▶ **Exercise aim**
Using the records below, find every line that includes "answer" and copy it.

══ Data

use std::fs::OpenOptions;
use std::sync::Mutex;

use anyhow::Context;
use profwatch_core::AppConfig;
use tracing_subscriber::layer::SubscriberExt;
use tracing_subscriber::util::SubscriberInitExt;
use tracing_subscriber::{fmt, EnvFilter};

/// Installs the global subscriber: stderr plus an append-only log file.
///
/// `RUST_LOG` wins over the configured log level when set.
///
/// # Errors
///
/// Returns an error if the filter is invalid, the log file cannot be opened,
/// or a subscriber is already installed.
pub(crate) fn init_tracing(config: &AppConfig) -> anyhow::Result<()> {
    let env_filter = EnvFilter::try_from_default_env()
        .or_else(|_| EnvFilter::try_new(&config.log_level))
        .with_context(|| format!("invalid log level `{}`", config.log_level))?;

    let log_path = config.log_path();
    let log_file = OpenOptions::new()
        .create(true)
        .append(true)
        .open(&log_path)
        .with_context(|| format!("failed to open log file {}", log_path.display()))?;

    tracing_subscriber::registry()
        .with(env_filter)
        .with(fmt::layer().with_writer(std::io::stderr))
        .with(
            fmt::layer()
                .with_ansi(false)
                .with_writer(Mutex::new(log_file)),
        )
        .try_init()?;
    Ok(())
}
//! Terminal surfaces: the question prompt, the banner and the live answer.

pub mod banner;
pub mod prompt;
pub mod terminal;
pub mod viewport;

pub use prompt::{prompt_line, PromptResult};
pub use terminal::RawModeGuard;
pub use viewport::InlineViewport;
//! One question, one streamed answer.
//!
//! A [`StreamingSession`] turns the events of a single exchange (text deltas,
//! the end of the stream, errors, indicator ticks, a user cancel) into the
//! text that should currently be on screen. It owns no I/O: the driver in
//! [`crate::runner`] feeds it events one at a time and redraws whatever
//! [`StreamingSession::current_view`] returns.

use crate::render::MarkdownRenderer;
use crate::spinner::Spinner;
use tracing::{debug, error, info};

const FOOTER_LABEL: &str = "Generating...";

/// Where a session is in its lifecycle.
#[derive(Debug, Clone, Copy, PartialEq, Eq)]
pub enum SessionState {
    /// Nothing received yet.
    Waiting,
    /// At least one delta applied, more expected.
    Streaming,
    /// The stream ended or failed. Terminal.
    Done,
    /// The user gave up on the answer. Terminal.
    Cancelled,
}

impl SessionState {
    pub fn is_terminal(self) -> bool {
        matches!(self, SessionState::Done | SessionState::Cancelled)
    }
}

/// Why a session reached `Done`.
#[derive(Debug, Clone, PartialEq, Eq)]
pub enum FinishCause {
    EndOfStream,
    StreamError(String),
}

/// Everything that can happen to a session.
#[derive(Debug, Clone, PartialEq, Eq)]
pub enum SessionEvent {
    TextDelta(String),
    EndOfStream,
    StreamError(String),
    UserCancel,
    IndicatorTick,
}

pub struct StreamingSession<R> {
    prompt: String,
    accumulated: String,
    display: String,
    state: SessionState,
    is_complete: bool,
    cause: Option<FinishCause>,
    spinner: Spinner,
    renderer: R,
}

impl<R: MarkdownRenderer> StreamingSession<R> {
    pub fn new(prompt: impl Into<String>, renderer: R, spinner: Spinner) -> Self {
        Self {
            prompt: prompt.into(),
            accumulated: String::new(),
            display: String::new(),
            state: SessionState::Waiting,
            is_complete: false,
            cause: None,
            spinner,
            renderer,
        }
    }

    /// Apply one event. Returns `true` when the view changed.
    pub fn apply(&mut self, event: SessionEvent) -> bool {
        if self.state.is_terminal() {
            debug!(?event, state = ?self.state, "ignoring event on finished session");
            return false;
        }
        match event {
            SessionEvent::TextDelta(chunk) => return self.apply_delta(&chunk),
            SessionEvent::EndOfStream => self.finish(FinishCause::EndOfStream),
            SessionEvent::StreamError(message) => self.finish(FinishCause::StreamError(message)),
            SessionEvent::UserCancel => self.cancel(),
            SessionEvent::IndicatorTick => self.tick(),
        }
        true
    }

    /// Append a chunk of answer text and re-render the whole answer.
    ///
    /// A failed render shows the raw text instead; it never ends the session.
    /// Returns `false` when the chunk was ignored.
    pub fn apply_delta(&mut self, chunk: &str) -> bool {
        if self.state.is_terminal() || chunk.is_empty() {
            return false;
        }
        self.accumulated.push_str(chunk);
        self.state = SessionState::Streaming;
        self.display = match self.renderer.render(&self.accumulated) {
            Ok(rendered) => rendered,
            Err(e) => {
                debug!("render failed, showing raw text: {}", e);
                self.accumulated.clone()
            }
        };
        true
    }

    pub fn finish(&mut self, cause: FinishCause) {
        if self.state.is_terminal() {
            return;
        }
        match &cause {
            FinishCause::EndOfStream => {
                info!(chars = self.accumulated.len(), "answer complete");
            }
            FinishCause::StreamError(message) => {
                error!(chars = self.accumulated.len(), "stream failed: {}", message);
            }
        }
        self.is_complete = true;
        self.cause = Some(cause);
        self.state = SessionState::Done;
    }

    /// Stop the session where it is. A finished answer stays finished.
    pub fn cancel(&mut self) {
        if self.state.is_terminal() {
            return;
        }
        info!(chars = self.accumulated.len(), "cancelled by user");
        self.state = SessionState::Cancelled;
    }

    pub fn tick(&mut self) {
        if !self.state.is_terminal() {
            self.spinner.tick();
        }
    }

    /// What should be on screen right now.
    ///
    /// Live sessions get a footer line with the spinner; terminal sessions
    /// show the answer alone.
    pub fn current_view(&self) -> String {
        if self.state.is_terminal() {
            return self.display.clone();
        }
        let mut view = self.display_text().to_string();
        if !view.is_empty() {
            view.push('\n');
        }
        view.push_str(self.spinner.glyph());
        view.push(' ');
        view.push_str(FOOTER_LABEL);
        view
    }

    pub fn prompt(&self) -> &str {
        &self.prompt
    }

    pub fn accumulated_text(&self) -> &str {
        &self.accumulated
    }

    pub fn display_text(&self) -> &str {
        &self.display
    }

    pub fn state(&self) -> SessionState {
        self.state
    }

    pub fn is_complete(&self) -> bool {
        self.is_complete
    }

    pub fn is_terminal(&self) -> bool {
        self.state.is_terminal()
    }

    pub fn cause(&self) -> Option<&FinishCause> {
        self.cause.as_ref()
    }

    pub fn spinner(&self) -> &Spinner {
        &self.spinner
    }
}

════

▶ **Completed task**
//! Terminal surfaces: the question prompt, the banner and the live answer.
//! One question, one streamed answer.
    /// The user gave up on the answer. Terminal.
    /// Append a chunk of answer text and re-render the whole answer.
                info!(chars = self.accumulated.len(), "answer complete");
    /// Stop the session where it is. A finished answer stays finished.
    /// show the answer alone.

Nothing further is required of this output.